» **Work instructions**:
Begin at the top of the records and copy each line exactly. The line containing "checked on every" is the last one to include.

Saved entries
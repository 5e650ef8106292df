//! # Line Classification
//!
//! Backend output is unversioned free text, but the markers below are
//! effectively a wire contract between the firmware's semihosting runtime,
//! the backend and this harness. They are exact, case-sensitive substrings:
//!
//! | Priority | Marker                                        | Kind                 |
//! |----------|-----------------------------------------------|----------------------|
//! | 1        | `Semihosting`, `Semi-hosting`, `SYSRESETREQ` anywhere | [`LineKind::Noise`] |
//! | 2        | `PC   :`                                      | [`LineKind::RegisterPc`] |
//! | 3        | `LR   :`                                      | [`LineKind::RegisterLr`] |
//! | 4        | `Hard Fault Handler Called`                   | [`LineKind::FaultBanner`] |
//! | 5        | `OK` at the start of the line                 | [`LineKind::Verdict`] |
//! | -        | anything else                                 | [`LineKind::Plain`]  |
//!
//! Rules are evaluated in priority order and the first match wins, so a
//! banner line is never treated as a register or verdict line. The pass
//! marker is the exception: a register or fault line that also starts with
//! `OK` still ends the run, so [`verdict_marker`] is checked on every
//! non-noise line after annotation.

use crate::types::Verdict;

/// Field marker preceding the program counter in a fault dump.
pub const PC_MARKER: &str = "PC   :";
/// Field marker preceding the link register in a fault dump.
pub const LR_MARKER: &str = "LR   :";
/// Substring identifying the fault handler's test failure line.
pub const FAULT_BANNER: &str = "Hard Fault Handler Called";
/// Prefix identifying a passing run.
pub const PASS_MARKER: &str = "OK";
/// Substrings identifying backend chatter that never reaches the transcript.
pub const NOISE_MARKERS: [&str; 3] = ["Semihosting", "Semi-hosting", "SYSRESETREQ"];

/// Category of one output line.
#[derive(Debug, Clone, Copy, PartialEq, Eq, Hash)]
pub enum LineKind
{
    /// Backend banner or semihosting chatter; dropped from the transcript.
    Noise,
    /// Fault dump program counter line.
    RegisterPc,
    /// Fault dump link register line.
    RegisterLr,
    /// Test failure emitted from the hard fault handler.
    FaultBanner,
    /// Terminal marker.
    Verdict(Verdict),
    /// Everything else, passed through untouched.
    Plain,
}

impl LineKind
{
    /// Register marker for register kinds.
    #[must_use]
    pub const fn register_marker(self) -> Option<&'static str>
    {
        match self {
            LineKind::RegisterPc => Some(PC_MARKER),
            LineKind::RegisterLr => Some(LR_MARKER),
            _ => None,
        }
    }
}

/// One predicate in the classification table.
struct Rule
{
    matches: fn(&str) -> bool,
    kind: LineKind,
}

const RULES: [Rule; 5] = [
    Rule {
        matches: |line| NOISE_MARKERS.iter().any(|marker| line.contains(marker)),
        kind: LineKind::Noise,
    },
    Rule {
        matches: |line| line.contains(PC_MARKER),
        kind: LineKind::RegisterPc,
    },
    Rule {
        matches: |line| line.contains(LR_MARKER),
        kind: LineKind::RegisterLr,
    },
    Rule {
        matches: |line| line.contains(FAULT_BANNER),
        kind: LineKind::FaultBanner,
    },
    Rule {
        matches: |line| verdict_marker(line).is_some(),
        kind: LineKind::Verdict(Verdict::Pass),
    },
];

/// Classify one sanitized line. Pure; performs no I/O.
///
/// ## Example
///
/// ```rust
/// use hilrun_core::classify::{classify, LineKind};
///
/// assert_eq!(classify("PC   : 0x08001000"), LineKind::RegisterPc);
/// assert_eq!(classify("SYSRESETREQ received, PC   : 0x0"), LineKind::Noise);
/// ```
#[must_use]
pub fn classify(line: &str) -> LineKind
{
    RULES
        .iter()
        .find(|rule| (rule.matches)(line))
        .map_or(LineKind::Plain, |rule| rule.kind)
}

/// Verdict announced by the start of `line`, whatever else it contains.
#[must_use]
pub fn verdict_marker(line: &str) -> Option<Verdict>
{
    line.starts_with(PASS_MARKER).then_some(Verdict::Pass)
}

/// Address operand of a register line.
///
/// The operand is the first whitespace-delimited token after `marker`,
/// stopping at any further `:`. Returns `None` if the marker is absent or
/// nothing follows it.
#[must_use]
pub fn register_operand<'a>(line: &'a str, marker: &str) -> Option<&'a str>
{
    let (_, rest) = line.split_once(marker)?;
    let field = rest.split(':').next().unwrap_or(rest);
    field.split_whitespace().next()
}
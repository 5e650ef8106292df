//! # Run Configuration
//!
//! One immutable [`HarnessConfig`] is built per run (normally from the CLI)
//! and handed by reference to every component that needs a tool path or a
//! timeout. Nothing in the harness reads tool locations from globals.

use std::path::{Path, PathBuf};
use std::time::Duration;

use crate::error::{HarnessError, HarnessResult};

/// Default symbolizer executable.
pub const DEFAULT_ADDR2LINE: &str = "arm-none-eabi-addr2line";
/// Default emulator executable.
pub const DEFAULT_QEMU: &str = "qemu-system-arm";
/// Default time allowed for the GDB server to start listening.
pub const DEFAULT_READINESS_TIMEOUT: Duration = Duration::from_secs(5);

/// Default GDB client executable for the host OS.
#[must_use]
pub fn default_gdb() -> &'static str
{
    if cfg!(windows) {
        "arm-none-eabi-gdb.exe"
    } else {
        "arm-none-eabi-gdb"
    }
}

/// Default J-Link GDB server executable for the host OS.
///
/// Windows ships the console variant under a different name.
#[must_use]
pub fn default_jlink_server() -> &'static str
{
    if cfg!(windows) {
        "JLinkGDBServerCL.exe"
    } else {
        "JLinkGDBServer"
    }
}

/// Locations of every external tool the harness may launch.
#[derive(Debug, Clone, PartialEq, Eq)]
pub struct ToolPaths
{
    pub addr2line: PathBuf,
    pub gdb: PathBuf,
    pub jlink_server: PathBuf,
    pub qemu: PathBuf,
}

impl Default for ToolPaths
{
    fn default() -> Self
    {
        Self {
            addr2line: PathBuf::from(DEFAULT_ADDR2LINE),
            gdb: PathBuf::from(default_gdb()),
            jlink_server: PathBuf::from(default_jlink_server()),
            qemu: PathBuf::from(DEFAULT_QEMU),
        }
    }
}

/// How fault addresses are turned into source locations.
#[derive(Debug, Clone, Copy, PartialEq, Eq, Default)]
pub enum SymbolizerKind
{
    /// Spawn the configured `addr2line` executable once per address.
    #[default]
    Tool,
    /// Read DWARF line tables from the image in-process.
    Builtin,
}

/// J-Link probe and GDB server settings.
#[derive(Debug, Clone, PartialEq, Eq)]
pub struct JlinkOptions
{
    /// Probe selection (`USB`, `USB=<serial>`, `IP=<addr>`)
    pub select: String,
    /// Target device name as known to J-Link
    pub device: String,
    /// Debug interface, `SWD` or `JTAG`
    pub interface: String,
    /// Interface speed in kHz or `auto`
    pub speed: String,
    /// GDB server TCP port
    pub port: u16,
    /// Extra GDB script passed with `-x`
    pub gdbinit: Option<PathBuf>,
}

impl JlinkOptions
{
    #[must_use]
    pub fn new(device: impl Into<String>) -> Self
    {
        Self {
            select: "USB".to_string(),
            device: device.into(),
            interface: "SWD".to_string(),
            speed: "auto".to_string(),
            port: 3333,
            gdbinit: None,
        }
    }
}

/// QEMU machine settings.
#[derive(Debug, Clone, PartialEq, Eq)]
pub struct QemuOptions
{
    pub cpu: String,
    pub machine: String,
}

impl Default for QemuOptions
{
    fn default() -> Self
    {
        Self {
            cpu: "cortex-m4".to_string(),
            machine: "netduinoplus2".to_string(),
        }
    }
}

/// Everything one run needs to know, fixed at construction time.
#[derive(Debug, Clone, PartialEq, Eq)]
pub struct HarnessConfig
{
    image: PathBuf,
    tools: ToolPaths,
    symbolizer: SymbolizerKind,
    readiness_timeout: Duration,
    run_timeout: Option<Duration>,
}

impl HarnessConfig
{
    /// Start building a configuration for the firmware `image`.
    pub fn builder(image: impl Into<PathBuf>) -> HarnessConfigBuilder
    {
        HarnessConfigBuilder {
            image: image.into(),
            tools: ToolPaths::default(),
            symbolizer: SymbolizerKind::default(),
            readiness_timeout: DEFAULT_READINESS_TIMEOUT,
            run_timeout: None,
        }
    }

    #[must_use]
    pub fn image(&self) -> &Path
    {
        &self.image
    }

    #[must_use]
    pub fn tools(&self) -> &ToolPaths
    {
        &self.tools
    }

    #[must_use]
    pub fn symbolizer(&self) -> SymbolizerKind
    {
        self.symbolizer
    }

    #[must_use]
    pub fn readiness_timeout(&self) -> Duration
    {
        self.readiness_timeout
    }

    #[must_use]
    pub fn run_timeout(&self) -> Option<Duration>
    {
        self.run_timeout
    }
}

/// Builder for [`HarnessConfig`]
///
/// ## Example
///
/// ```rust
/// use std::time::Duration;
///
/// use hilrun_core::config::{HarnessConfig, SymbolizerKind};
///
/// let config = HarnessConfig::builder("build/test_sample.elf")
///     .symbolizer(SymbolizerKind::Builtin)
///     .run_timeout(Some(Duration::from_secs(30)))
///     .build()
///     .unwrap();
/// assert_eq!(config.symbolizer(), SymbolizerKind::Builtin);
/// ```
#[derive(Debug, Clone)]
pub struct HarnessConfigBuilder
{
    image: PathBuf,
    tools: ToolPaths,
    symbolizer: SymbolizerKind,
    readiness_timeout: Duration,
    run_timeout: Option<Duration>,
}

impl HarnessConfigBuilder
{
    #[must_use]
    pub fn tools(mut self, tools: ToolPaths) -> Self
    {
        self.tools = tools;
        self
    }

    #[must_use]
    pub fn symbolizer(mut self, kind: SymbolizerKind) -> Self
    {
        self.symbolizer = kind;
        self
    }

    #[must_use]
    pub fn readiness_timeout(mut self, timeout: Duration) -> Self
    {
        self.readiness_timeout = timeout;
        self
    }

    #[must_use]
    pub fn run_timeout(mut self, timeout: Option<Duration>) -> Self
    {
        self.run_timeout = timeout;
        self
    }

    /// Validate and freeze the configuration.
    ///
    /// ## Errors
    ///
    /// Returns [`HarnessError::InvalidArgument`] for an empty image path or a
    /// zero timeout.
    pub fn build(self) -> HarnessResult<HarnessConfig>
    {
        if self.image.as_os_str().is_empty() {
            return Err(HarnessError::InvalidArgument("firmware image path is empty".to_string()));
        }
        if self.readiness_timeout.is_zero() {
            return Err(HarnessError::InvalidArgument("readiness timeout must be non-zero".to_string()));
        }
        if self.run_timeout.is_some_and(|t| t.is_zero()) {
            return Err(HarnessError::InvalidArgument("run timeout must be non-zero".to_string()));
        }

        Ok(HarnessConfig {
            image: self.image,
            tools: self.tools,
            symbolizer: self.symbolizer,
            readiness_timeout: self.readiness_timeout,
            run_timeout: self.run_timeout,
        })
    }
}
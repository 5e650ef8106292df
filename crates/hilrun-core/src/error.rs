//! # Error Types
//!
//! General error handling for a harness run.
//!
//! We use `thiserror` to automatically generate `Error` trait implementations
//! and nice error messages.

use thiserror::Error;

use crate::types::Verdict;

/// Hint printed when an ARM GNU toolchain executable is missing.
pub const TOOLCHAIN_HINT: &str = "Check that the ARM GNU toolchain is installed and available in your PATH.";
/// Hint printed when a SEGGER J-Link executable is missing.
pub const JLINK_HINT: &str = "Check that the J-Link utilities are installed and available in your PATH.";
/// Hint printed when the emulator executable is missing.
pub const QEMU_HINT: &str = "Check that QEMU is installed and available in your PATH, or pass --qemu.";

/// Main error type for harness operations
///
/// ## Error Categories
///
/// 1. **Launch errors**: ToolNotFound, BackendExited, BackendFailed (fatal)
/// 2. **Connection errors**: ConnectionTimeout (fatal)
/// 3. **Symbolization errors**: ResolverUnavailable (degraded, never fatal inside a run)
/// 4. **Usage errors**: InvalidArgument
/// 5. **I/O errors**: Io
#[derive(Error, Debug)]
pub enum HarnessError
{
    /// A required executable could not be started because it does not exist
    ///
    /// Raised for the probe GDB server, the GDB client, the emulator and the
    /// symbolizer alike. `hint` tells the user which toolchain to install.
    #[error("{tool} not found. {hint}")]
    ToolNotFound
    {
        /// Executable name or path as configured
        tool: String,
        /// Installation hint printed with the diagnostic
        hint: &'static str,
    },

    /// The backend never became reachable
    ///
    /// Either the GDB server port did not open within the readiness window,
    /// or the GDB client reported `Connection timed out`.
    #[error("Connection timed out: {0}")]
    ConnectionTimeout(String),

    /// The symbolizer failed for one address
    ///
    /// The annotator degrades this to the unknown location `??:0`.
    #[error("Symbolizer unavailable for {address}: {reason}")]
    ResolverUnavailable
    {
        /// Address operand that was being resolved
        address: String,
        /// What went wrong
        reason: String,
    },

    /// A backend process exited before it became ready
    #[error("{tool} exited before becoming ready ({status})")]
    BackendExited
    {
        /// Backend executable
        tool: String,
        /// Exit status description
        status: String,
    },

    /// A backend reported a fatal condition on its own output
    #[error("Error starting {tool}:\n{output}")]
    BackendFailed
    {
        /// Backend executable
        tool: String,
        /// Captured diagnostic output
        output: String,
    },

    /// Invalid argument or configuration value
    #[error("Invalid argument: {0}")]
    InvalidArgument(String),

    /// I/O error while talking to a child process or reading its output
    #[error("IO error: {0}")]
    Io(#[from] std::io::Error),
}

impl HarnessError
{
    /// Verdict reported for a run aborted by this error.
    ///
    /// Every error that escapes a run is an internal failure of the harness,
    /// not a firmware failure, so it maps to [`Verdict::Error`].
    #[must_use]
    pub fn verdict(&self) -> Verdict
    {
        Verdict::Error
    }

    /// Whether this error must abort the run.
    ///
    /// Only per-address symbolization failures are recoverable.
    #[must_use]
    pub fn is_fatal(&self) -> bool
    {
        !matches!(self, Self::ResolverUnavailable { .. })
    }
}

/// Convenience type alias for `Result<T, HarnessError>`
///
/// ```rust
/// use hilrun_core::error::HarnessResult;
/// fn foo() -> HarnessResult<()>
/// {
///     Ok(())
/// }
/// ```
pub type HarnessResult<T> = std::result::Result<T, HarnessError>;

» **Task answer**:
repository 5e650ef8106292df
//! # Line Classification
//!
//! Backend output is unversioned free text, but the markers below are
//! effectively a wire contract between the firmware's semihosting runtime,
//! the backend and this harness. They are exact, case-sensitive substrings:
//!
//! | Priority | Marker                                        | Kind                 |
//! |----------|-----------------------------------------------|----------------------|
//! | 1        | `Semihosting`, `Semi-hosting`, `SYSRESETREQ` anywhere | [`LineKind::Noise`] |
//! | 2        | `PC   :`                                      | [`LineKind::RegisterPc`] |
//! | 3        | `LR   :`                                      | [`LineKind::RegisterLr`] |
//! | 4        | `Hard Fault Handler Called`                   | [`LineKind::FaultBanner`] |
//! | 5        | `OK` at the start of the line                 | [`LineKind::Verdict`] |
//! | -        | anything else                                 | [`LineKind::Plain`]  |
//!
//! Rules are evaluated in priority order and the first match wins, so a
//! banner line is never treated as a register or verdict line. The pass
//! marker is the exception: a register or fault line that also starts with
//! `OK` still ends the run, so [`verdict_marker`] is checked on every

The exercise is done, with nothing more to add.